*Saved data entries*.

○ ○ ○ ○ ○

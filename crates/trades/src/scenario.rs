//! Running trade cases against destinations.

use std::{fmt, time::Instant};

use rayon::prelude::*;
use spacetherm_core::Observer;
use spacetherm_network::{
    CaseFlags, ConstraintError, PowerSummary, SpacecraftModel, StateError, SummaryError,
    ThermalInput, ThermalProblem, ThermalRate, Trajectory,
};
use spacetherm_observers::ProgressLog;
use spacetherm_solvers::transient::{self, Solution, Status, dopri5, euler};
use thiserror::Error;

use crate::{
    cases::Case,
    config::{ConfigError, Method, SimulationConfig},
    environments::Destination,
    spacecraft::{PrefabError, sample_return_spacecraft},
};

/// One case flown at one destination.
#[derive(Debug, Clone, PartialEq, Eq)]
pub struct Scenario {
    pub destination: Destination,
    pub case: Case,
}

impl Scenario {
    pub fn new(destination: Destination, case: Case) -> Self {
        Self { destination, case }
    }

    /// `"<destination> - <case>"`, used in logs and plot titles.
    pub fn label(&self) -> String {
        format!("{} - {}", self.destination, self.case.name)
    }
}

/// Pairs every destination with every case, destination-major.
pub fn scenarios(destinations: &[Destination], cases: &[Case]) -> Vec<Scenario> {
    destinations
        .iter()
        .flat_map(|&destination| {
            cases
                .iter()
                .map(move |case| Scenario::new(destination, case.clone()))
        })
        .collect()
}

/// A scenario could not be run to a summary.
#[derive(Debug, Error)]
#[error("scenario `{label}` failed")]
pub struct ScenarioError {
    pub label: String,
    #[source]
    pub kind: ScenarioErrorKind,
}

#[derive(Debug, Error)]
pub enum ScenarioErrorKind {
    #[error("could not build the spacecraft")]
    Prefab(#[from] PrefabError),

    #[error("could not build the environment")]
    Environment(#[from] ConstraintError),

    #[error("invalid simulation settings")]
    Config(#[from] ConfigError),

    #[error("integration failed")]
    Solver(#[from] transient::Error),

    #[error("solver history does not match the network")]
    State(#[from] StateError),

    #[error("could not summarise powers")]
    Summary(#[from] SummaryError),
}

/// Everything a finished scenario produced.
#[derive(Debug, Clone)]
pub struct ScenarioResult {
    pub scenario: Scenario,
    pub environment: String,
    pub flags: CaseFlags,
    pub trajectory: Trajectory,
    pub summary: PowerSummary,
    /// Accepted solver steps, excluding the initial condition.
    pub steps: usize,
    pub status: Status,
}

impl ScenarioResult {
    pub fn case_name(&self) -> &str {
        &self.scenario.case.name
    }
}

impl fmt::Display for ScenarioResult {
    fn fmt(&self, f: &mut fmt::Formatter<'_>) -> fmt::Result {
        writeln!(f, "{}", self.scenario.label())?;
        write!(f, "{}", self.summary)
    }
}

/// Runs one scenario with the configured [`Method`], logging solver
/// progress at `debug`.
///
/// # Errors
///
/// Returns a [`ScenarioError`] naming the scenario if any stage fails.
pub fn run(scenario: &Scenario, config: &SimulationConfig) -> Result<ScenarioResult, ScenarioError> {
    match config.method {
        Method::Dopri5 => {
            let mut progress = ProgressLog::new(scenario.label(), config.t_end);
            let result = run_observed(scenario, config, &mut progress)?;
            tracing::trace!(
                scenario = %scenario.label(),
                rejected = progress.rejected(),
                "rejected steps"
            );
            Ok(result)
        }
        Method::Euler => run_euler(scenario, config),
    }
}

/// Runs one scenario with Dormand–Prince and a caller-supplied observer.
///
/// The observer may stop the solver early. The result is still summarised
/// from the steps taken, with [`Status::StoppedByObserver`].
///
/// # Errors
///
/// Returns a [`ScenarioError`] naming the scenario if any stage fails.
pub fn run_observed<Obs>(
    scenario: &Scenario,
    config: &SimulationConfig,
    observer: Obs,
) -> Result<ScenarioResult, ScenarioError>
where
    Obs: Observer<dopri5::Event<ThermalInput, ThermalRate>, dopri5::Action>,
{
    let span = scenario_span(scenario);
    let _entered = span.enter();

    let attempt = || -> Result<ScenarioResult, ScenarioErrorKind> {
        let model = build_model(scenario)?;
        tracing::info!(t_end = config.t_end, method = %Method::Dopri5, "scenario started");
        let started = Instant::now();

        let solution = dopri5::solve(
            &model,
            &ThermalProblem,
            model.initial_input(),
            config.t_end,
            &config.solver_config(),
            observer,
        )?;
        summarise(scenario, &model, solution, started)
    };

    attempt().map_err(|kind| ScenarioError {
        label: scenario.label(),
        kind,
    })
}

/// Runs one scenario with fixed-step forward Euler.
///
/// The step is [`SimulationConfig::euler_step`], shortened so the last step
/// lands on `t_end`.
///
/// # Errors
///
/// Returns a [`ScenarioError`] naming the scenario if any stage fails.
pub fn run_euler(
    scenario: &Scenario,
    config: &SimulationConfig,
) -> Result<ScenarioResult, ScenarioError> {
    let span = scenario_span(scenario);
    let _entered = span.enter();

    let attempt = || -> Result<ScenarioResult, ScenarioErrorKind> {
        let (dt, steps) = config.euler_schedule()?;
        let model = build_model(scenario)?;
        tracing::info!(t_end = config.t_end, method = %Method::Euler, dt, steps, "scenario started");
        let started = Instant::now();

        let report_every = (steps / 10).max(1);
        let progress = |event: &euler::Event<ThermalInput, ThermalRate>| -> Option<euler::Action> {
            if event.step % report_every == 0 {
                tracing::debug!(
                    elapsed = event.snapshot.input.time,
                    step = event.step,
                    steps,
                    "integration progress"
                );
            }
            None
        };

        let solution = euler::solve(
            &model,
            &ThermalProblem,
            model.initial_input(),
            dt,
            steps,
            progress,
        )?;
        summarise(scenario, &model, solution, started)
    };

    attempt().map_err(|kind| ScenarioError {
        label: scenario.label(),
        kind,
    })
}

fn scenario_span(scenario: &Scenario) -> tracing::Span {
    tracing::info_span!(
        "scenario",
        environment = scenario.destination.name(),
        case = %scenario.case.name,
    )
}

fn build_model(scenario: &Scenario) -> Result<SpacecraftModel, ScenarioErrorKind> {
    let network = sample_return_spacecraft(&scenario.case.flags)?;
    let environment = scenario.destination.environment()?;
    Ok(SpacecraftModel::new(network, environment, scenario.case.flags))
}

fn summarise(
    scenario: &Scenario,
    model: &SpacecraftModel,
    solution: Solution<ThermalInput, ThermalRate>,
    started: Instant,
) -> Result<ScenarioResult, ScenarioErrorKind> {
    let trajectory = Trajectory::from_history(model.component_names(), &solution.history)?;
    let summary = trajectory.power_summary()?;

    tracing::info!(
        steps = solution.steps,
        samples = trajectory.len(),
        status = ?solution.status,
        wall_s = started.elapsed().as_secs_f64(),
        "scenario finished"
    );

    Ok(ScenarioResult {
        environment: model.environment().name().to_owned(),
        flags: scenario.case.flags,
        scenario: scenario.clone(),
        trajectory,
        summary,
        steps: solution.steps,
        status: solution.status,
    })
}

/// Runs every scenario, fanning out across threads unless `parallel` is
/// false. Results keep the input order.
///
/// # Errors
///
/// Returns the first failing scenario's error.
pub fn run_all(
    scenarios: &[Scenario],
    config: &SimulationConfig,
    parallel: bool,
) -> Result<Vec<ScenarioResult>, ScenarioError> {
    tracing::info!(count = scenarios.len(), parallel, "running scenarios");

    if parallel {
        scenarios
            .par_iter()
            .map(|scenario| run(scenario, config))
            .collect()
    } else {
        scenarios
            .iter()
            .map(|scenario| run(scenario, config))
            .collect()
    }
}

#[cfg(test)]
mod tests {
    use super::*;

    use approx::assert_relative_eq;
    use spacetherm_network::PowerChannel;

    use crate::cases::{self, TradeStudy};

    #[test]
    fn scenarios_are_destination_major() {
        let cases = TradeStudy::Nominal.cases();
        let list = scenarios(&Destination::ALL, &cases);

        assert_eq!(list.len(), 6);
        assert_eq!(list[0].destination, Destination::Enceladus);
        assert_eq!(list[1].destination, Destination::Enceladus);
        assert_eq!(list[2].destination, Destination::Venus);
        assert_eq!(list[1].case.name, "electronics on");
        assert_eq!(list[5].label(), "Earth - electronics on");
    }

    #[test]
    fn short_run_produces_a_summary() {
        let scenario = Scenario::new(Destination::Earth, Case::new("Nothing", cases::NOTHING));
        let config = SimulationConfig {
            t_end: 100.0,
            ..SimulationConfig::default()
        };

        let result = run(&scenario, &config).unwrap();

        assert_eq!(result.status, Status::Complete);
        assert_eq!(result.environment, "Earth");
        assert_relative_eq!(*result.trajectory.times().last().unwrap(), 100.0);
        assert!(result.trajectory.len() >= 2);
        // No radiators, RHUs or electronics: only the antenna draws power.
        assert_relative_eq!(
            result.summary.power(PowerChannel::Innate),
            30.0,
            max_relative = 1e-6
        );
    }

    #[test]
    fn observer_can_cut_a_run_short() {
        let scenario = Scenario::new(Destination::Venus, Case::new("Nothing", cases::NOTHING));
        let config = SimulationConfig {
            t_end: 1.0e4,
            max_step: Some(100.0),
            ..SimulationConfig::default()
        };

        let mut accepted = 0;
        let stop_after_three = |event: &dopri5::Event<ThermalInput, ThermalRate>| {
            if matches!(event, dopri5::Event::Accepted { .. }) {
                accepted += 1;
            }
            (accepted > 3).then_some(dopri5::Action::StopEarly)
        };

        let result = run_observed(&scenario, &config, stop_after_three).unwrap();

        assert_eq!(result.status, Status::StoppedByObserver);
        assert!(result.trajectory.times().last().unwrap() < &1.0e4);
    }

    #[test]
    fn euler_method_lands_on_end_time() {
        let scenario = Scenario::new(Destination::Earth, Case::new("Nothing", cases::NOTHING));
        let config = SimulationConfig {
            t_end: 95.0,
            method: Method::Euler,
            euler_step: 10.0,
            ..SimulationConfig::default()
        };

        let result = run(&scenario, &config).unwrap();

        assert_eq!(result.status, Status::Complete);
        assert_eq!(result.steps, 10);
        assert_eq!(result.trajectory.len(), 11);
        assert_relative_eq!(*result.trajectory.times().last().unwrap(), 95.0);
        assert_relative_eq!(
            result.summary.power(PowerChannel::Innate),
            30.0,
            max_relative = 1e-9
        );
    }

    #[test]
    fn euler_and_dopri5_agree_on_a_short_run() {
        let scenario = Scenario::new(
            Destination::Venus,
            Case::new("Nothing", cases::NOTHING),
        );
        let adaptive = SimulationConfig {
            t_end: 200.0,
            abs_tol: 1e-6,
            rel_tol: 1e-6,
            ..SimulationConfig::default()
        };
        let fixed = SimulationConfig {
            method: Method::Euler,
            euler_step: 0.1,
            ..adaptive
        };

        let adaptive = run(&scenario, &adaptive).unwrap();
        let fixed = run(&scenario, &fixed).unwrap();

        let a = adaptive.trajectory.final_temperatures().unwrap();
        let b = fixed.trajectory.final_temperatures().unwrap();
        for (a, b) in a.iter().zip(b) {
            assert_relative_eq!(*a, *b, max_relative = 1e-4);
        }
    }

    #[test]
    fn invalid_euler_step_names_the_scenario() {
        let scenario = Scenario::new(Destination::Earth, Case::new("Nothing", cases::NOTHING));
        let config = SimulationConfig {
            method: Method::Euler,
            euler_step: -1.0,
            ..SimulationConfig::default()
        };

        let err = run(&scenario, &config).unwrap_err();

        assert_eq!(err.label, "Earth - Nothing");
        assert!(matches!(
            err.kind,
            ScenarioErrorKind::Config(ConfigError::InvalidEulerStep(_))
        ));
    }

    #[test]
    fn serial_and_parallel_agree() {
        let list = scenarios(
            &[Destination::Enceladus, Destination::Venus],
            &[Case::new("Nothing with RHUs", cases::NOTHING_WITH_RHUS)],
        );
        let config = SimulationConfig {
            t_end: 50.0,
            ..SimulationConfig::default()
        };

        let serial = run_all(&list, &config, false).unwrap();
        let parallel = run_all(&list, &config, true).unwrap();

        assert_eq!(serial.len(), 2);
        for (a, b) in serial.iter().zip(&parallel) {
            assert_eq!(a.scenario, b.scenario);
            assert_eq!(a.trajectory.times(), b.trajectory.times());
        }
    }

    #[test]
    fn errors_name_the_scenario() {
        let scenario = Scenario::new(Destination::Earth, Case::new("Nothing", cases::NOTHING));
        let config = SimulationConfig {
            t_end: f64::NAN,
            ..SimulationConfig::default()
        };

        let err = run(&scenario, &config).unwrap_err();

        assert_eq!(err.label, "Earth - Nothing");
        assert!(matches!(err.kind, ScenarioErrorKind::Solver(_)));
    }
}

○ ○ ○ ○ ○

*Exercise aim*. Emit an exact copy of the lines spanning the start of the records to the line containing "to a summary.", inclusive, and no other output.

*Task response*.
filename crates/trades/src/scenario.rs
//! Running trade cases against destinations.

use std::{fmt, time::Instant};

use rayon::prelude::*;
use spacetherm_core::Observer;
use spacetherm_network::{
    CaseFlags, ConstraintError, PowerSummary, SpacecraftModel, StateError, SummaryError,
    ThermalInput, ThermalProblem, ThermalRate, Trajectory,
};
use spacetherm_observers::ProgressLog;
use spacetherm_solvers::transient::{self, Solution, Status, dopri5, euler};
use thiserror::Error;

use crate::{
    cases::Case,
    config::{ConfigError, Method, SimulationConfig},
    environments::Destination,
    spacecraft::{PrefabError, sample_return_spacecraft},
};

/// One case flown at one destination.
#[derive(Debug, Clone, PartialEq, Eq)]
pub struct Scenario {
    pub destination: Destination,
    pub case: Case,
}

impl Scenario {
    pub fn new(destination: Destination, case: Case) -> Self {
        Self { destination, case }
    }

    /// `"<destination> - <case>"`, used in logs and plot titles.
    pub fn label(&self) -> String {
        format!("{} - {}", self.destination, self.case.name)
    }
}

/// Pairs every destination with every case, destination-major.
pub fn scenarios(destinations: &[Destination], cases: &[Case]) -> Vec<Scenario> {
    destinations
        .iter()
        .flat_map(|&destination| {
            cases
                .iter()
                .map(move |case| Scenario::new(destination, case.clone()))
        })
        .collect()
}

/// A scenario could not be run to a summary.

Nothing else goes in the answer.